Sitting back after the 5th running of my Ultra Crazy 50 training run during a rather harsh cold snap in North Carolina I am reminded of a few cold weather/winter running tips.
1. Dress to run and dress in layers, but don’t overdress. At the start of any cold weather run you want to feel slightly chilled. If you feel nice and toasty before you run a single step…imagine how hot you’ll be after 5-miles? Being as warm as a bug in the rug might sound and feel good, but once you start to sweat…and that sweat turns into damp clothes, you won’t feel so good when the chills set in.
[Tweet “Running 50-miles in the cold, Brian, @cledawgs offers up some survival tips.”]
2. Keep your hydration from freezing. For our 50-mile run we ran four 12.5-mile loops. Our loop had us out on the trails, away from running water for anywhere between two and two and half hours. This extended time in the elements had our hydration bladders and drinking tubes and hand-held bottles frozen solid. To remedy this:
A. Adding a little bit of oil, sugar or salt to your water will harmlessly lower its natural freezing point (I’ve heard alcohol does the same)
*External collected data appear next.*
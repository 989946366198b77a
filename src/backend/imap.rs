//! Module dedicated to the blocking IMAP session.
//!
//! This module contains the [`MailSession`] implementation based on
//! the [imap] crate: TLS via [native_tls], folder names encoded with
//! [utf7_imap], labels via the Gmail `X-GM-EXT-1` extension when the
//! server advertises it.

use std::{
    collections::HashMap,
    io::{Read, Write},
    net::TcpStream,
};

use imap::types::NameAttribute;
use tracing::debug;
use utf7_imap::{decode_utf7_imap as decode_utf7, encode_utf7_imap as encode_utf7};

use super::{Error, MailSession, Result, Uid};
use crate::{
    account::AccountConfig,
    envelope::{Envelope, Envelopes},
    flag::Flag,
};

/// The blocking IMAP session.
pub struct ImapSession<S: Read + Write> {
    session: imap::Session<S>,

    /// Whether the server advertises the Gmail extension
    /// (`X-GM-EXT-1`): labels and raw Gmail search queries depend on
    /// it.
    gmail_ext: bool,
}

/// Connects and logs in to the IMAP server of the given account,
/// over TLS unless the account disables it.
pub fn connect(account: &AccountConfig, debug: bool) -> Result<Box<dyn MailSession>> {
    let host = account.host.as_str();
    let port = account.imap_port();

    if account.ssl {
        let tls = native_tls::TlsConnector::builder().build()?;
        let client = imap::connect((host, port), host, &tls)
            .map_err(|err| Error::ConnectImapError(err, host.to_owned(), port))?;
        Ok(Box::new(login(client, account, debug)?))
    } else {
        let tcp = TcpStream::connect((host, port))
            .map_err(|err| Error::ConnectTcpError(err, host.to_owned(), port))?;
        let client = imap::Client::new(tcp);
        Ok(Box::new(login(client, account, debug)?))
    }
}

fn login<S: Read + Write + 'static>(
    client: imap::Client<S>,
    account: &AccountConfig,
    debug: bool,
) -> Result<ImapSession<S>> {
    let mut session = client
        .login(&account.username, &account.password)
        .map_err(|(err, _client)| Error::LoginImapError(err, account.username.clone()))?;

    session.debug = debug;

    let gmail_ext = session
        .capabilities()
        .map_err(Error::GetCapabilitiesImapError)?
        .has_str("X-GM-EXT-1");
    debug!("gmail extension advertised: {gmail_ext}");

    Ok(ImapSession { session, gmail_ext })
}

impl<S: Read + Write> ImapSession<S> {
    fn store(&mut self, uids: &[Uid], query: String) -> Result<()> {
        let _ = self
            .session
            .uid_store(uid_set(uids), &query)
            .map_err(|err| Error::StoreImapError(err, query.clone()))?;
        Ok(())
    }

    fn search(&mut self, query: &str) -> Result<Vec<Uid>> {
        let uids = self
            .session
            .uid_search(query)
            .map_err(Error::SearchUidsImapError)?;

        let mut uids: Vec<Uid> = uids.into_iter().collect();
        uids.sort_unstable();
        Ok(uids)
    }
}

impl<S: Read + Write> MailSession for ImapSession<S> {
    fn list_folders(&mut self) -> Result<Vec<String>> {
        let names = self
            .session
            .list(None, Some("*"))
            .map_err(Error::ListFoldersImapError)?;

        Ok(names
            .iter()
            .filter(|name| !name.attributes().contains(&NameAttribute::NoSelect))
            .map(|name| decode_utf7(name.name().to_string()))
            .collect())
    }

    fn select_folder(&mut self, folder: &str) -> Result<()> {
        let folder_encoded = encode_utf7(folder.to_string());
        debug!("utf7 encoded folder: {folder_encoded}");

        let _ = self
            .session
            .select(&folder_encoded)
            .map_err(|err| Error::SelectFolderImapError(err, folder.to_owned()))?;
        Ok(())
    }

    fn search_all(&mut self) -> Result<Vec<Uid>> {
        self.search("ALL")
    }

    fn search_query(&mut self, query: &str) -> Result<Vec<Uid>> {
        if self.gmail_ext {
            self.search(&format!("X-GM-RAW {}", quote(query)))
        } else {
            // non-Gmail servers get the query as raw IMAP search
            // criteria
            self.search(query)
        }
    }

    fn add_flags(&mut self, uids: &[Uid], flags: &[Flag]) -> Result<()> {
        self.store(uids, format!("+FLAGS ({})", flags_query(flags)))
    }

    fn remove_flags(&mut self, uids: &[Uid], flags: &[Flag]) -> Result<()> {
        self.store(uids, format!("-FLAGS ({})", flags_query(flags)))
    }

    fn add_labels(&mut self, uids: &[Uid], labels: &[String]) -> Result<()> {
        self.store(uids, format!("+X-GM-LABELS ({})", labels_query(labels)))
    }

    fn remove_labels(&mut self, uids: &[Uid], labels: &[String]) -> Result<()> {
        self.store(uids, format!("-X-GM-LABELS ({})", labels_query(labels)))
    }

    fn delete_messages(&mut self, uids: &[Uid]) -> Result<()> {
        self.add_flags(uids, &[Flag::Deleted])
    }

    fn expunge(&mut self) -> Result<()> {
        let _ = self.session.expunge().map_err(Error::ExpungeImapError)?;
        Ok(())
    }

    fn fetch_envelopes(&mut self, uids: &[Uid]) -> Result<Envelopes> {
        let seq = uid_set(uids);

        let fetches = self
            .session
            .uid_fetch(&seq, "(UID ENVELOPE)")
            .map_err(Error::FetchEnvelopesImapError)?;

        let mut envelopes: Envelopes =
            fetches.iter().filter_map(Envelope::from_imap_fetch).collect();

        // labels come from a separate round trip: the fetch response
        // parser of the imap crate does not know the X-GM-LABELS item
        if self.gmail_ext {
            let response = self
                .session
                .run_command_and_read_response(&format!("UID FETCH {seq} (X-GM-LABELS)"))
                .map_err(Error::FetchLabelsImapError)?;

            let labels_by_uid = parse_gm_labels_response(&response);
            for envelope in envelopes.iter_mut() {
                if let Some(labels) = labels_by_uid.get(&envelope.uid) {
                    envelope.labels = labels.clone();
                }
            }
        }

        Ok(envelopes)
    }

    fn logout(&mut self) -> Result<()> {
        self.session.logout().map_err(Error::LogoutImapError)
    }
}

/// Formats a UID chunk as an IMAP sequence set.
pub(crate) fn uid_set(uids: &[Uid]) -> String {
    uids.iter().fold(String::new(), |mut set, uid| {
        if !set.is_empty() {
            set.push(',');
        }
        set.push_str(&uid.to_string());
        set
    })
}

fn flags_query(flags: &[Flag]) -> String {
    flags.iter().fold(String::new(), |mut query, flag| {
        if !query.is_empty() {
            query.push(' ');
        }
        query.push_str(flag.to_imap_query());
        query
    })
}

fn labels_query(labels: &[String]) -> String {
    labels.iter().fold(String::new(), |mut query, label| {
        if !query.is_empty() {
            query.push(' ');
        }
        query.push_str(&encode_label(label));
        query
    })
}

/// Encodes a label for a `X-GM-LABELS` store: system labels like
/// `\Trash` stay bare atoms, everything else gets quoted.
fn encode_label(label: &str) -> String {
    let is_system = label.starts_with('\\')
        && label.len() > 1
        && label[1..].chars().all(|c| c.is_ascii_alphanumeric());

    if is_system {
        label.to_string()
    } else {
        quote(label)
    }
}

fn quote(text: &str) -> String {
    format!("\"{}\"", text.replace('\\', "\\\\").replace('"', "\\\""))
}

/// Parses the untagged responses of a `UID FETCH .. (X-GM-LABELS)`
/// command into a UID to labels map.
///
/// Lines look like `* 23 FETCH (X-GM-LABELS (\Inbox "Foo Bar") UID
/// 50)`, the UID item sitting before or after the labels list.
fn parse_gm_labels_response(response: &[u8]) -> HashMap<Uid, Vec<String>> {
    let mut labels_by_uid = HashMap::new();
    let text = String::from_utf8_lossy(response);

    for line in text.lines() {
        let line = line.trim();
        if !line.starts_with('*') {
            continue;
        }

        let Some(labels_start) = line.find("X-GM-LABELS (") else {
            continue;
        };
        let inner_start = labels_start + "X-GM-LABELS (".len();
        let Some(inner) = parenthesized(&line[inner_start..]) else {
            debug!("skipping unbalanced labels response line: {line}");
            continue;
        };

        let before = &line[..labels_start];
        let after = &line[inner_start + inner.len()..];
        let Some(uid) = find_uid_item(before).or_else(|| find_uid_item(after)) else {
            debug!("skipping labels response line without uid: {line}");
            continue;
        };

        labels_by_uid.insert(uid, tokenize_labels(inner));
    }

    labels_by_uid
}

/// Returns the content up to the closing parenthesis matching an
/// already-open one, quoted strings taken into account.
fn parenthesized(s: &str) -> Option<&str> {
    let mut depth = 1usize;
    let mut in_quotes = false;
    let mut escaped = false;

    for (i, c) in s.char_indices() {
        if escaped {
            escaped = false;
            continue;
        }
        match c {
            '\\' if in_quotes => escaped = true,
            '"' => in_quotes = !in_quotes,
            '(' if !in_quotes => depth += 1,
            ')' if !in_quotes => {
                depth -= 1;
                if depth == 0 {
                    return Some(&s[..i]);
                }
            }
            _ => (),
        }
    }

    None
}

fn find_uid_item(part: &str) -> Option<Uid> {
    let mut tokens = part
        .split(|c: char| c.is_ascii_whitespace() || c == '(' || c == ')')
        .filter(|token| !token.is_empty());

    while let Some(token) = tokens.next() {
        if token.eq_ignore_ascii_case("UID") {
            return tokens.next()?.parse().ok();
        }
    }

    None
}

/// Splits a labels list into label names: bare atoms and quoted
/// strings with `\\` and `\"` escapes.
fn tokenize_labels(inner: &str) -> Vec<String> {
    let mut labels = Vec::new();
    let mut chars = inner.chars().peekable();

    while let Some(c) = chars.next() {
        if c.is_ascii_whitespace() {
            continue;
        }

        let mut label = String::new();

        if c == '"' {
            while let Some(c) = chars.next() {
                match c {
                    '\\' => {
                        if let Some(escaped) = chars.next() {
                            label.push(escaped);
                        }
                    }
                    '"' => break,
                    c => label.push(c),
                }
            }
        } else {
            label.push(c);
            while let Some(&c) = chars.peek() {
                if c.is_ascii_whitespace() {
                    break;
                }
                label.push(c);
                chars.next();
            }
        }

        labels.push(label);
    }

    labels
}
B. You can carry your hydration on the inside of your clothes or jackets next to your body
C. Take little sips more often to prevent the water from settling in the bladder or hose
D. Blow back into the tube after you drink to keep the path clear
3. Keep an eye on the trails/road. Umstead was snow covered and beautiful this Saturday but she was also dangerous. A snow-covered surface can hide a lot of hazards, ice, roots, rocks, pot holes etc. It is best to run with caution and an eye on the ground.
4. Bridges freeze first. The bridges that provided a wonderful backdrop for our mid-summer selfie was an iced covered hockey rink. When running in the winter beware, it just might be a good idea to walk. We had four bridges to cross over and each one was a bit slick.
5. Make your pit stops fast. If it’s the call of nature or time to resupply and refill your water bottle do it fast. It is surprising how quickly your body cools down when you’re not moving. Sure I was cool while running, 10 hours out in the elements will do that to you, but the only time I really felt “COLD” was while making our refueling pit stops.
The difference between running a race and “racing” a race can be boiled down to tactics. My book 26.2 Tips to run your best MARATHON (or any race for that matter) bridges the gap between training and racing.
6. Shoe Gaiters are not just for sand, rocks, stones and trail grime. Shoe gaiters are great for keeping snow out of your shoes. And if you must go off trail, try to keep your shoes dry, starting a long run with wet feet on a frigid day is a sure way to get on the sad panda super highway.
7. Have a sense of humor about the conditions. If you let the cold, the wind, and the pain get to you it’s going to be a very long day. Nothing makes the time go by faster than a smile and a good laugh. We had a good group who helped each keep their spirits up when things got tough. We never feed the trolls.
And finally, Embrace the pain…”if it was easy, anyone could do it.” It’s called an Ultra-Marathon, not so much for the distance but for the ULTRA-CRAZY people who do what we do.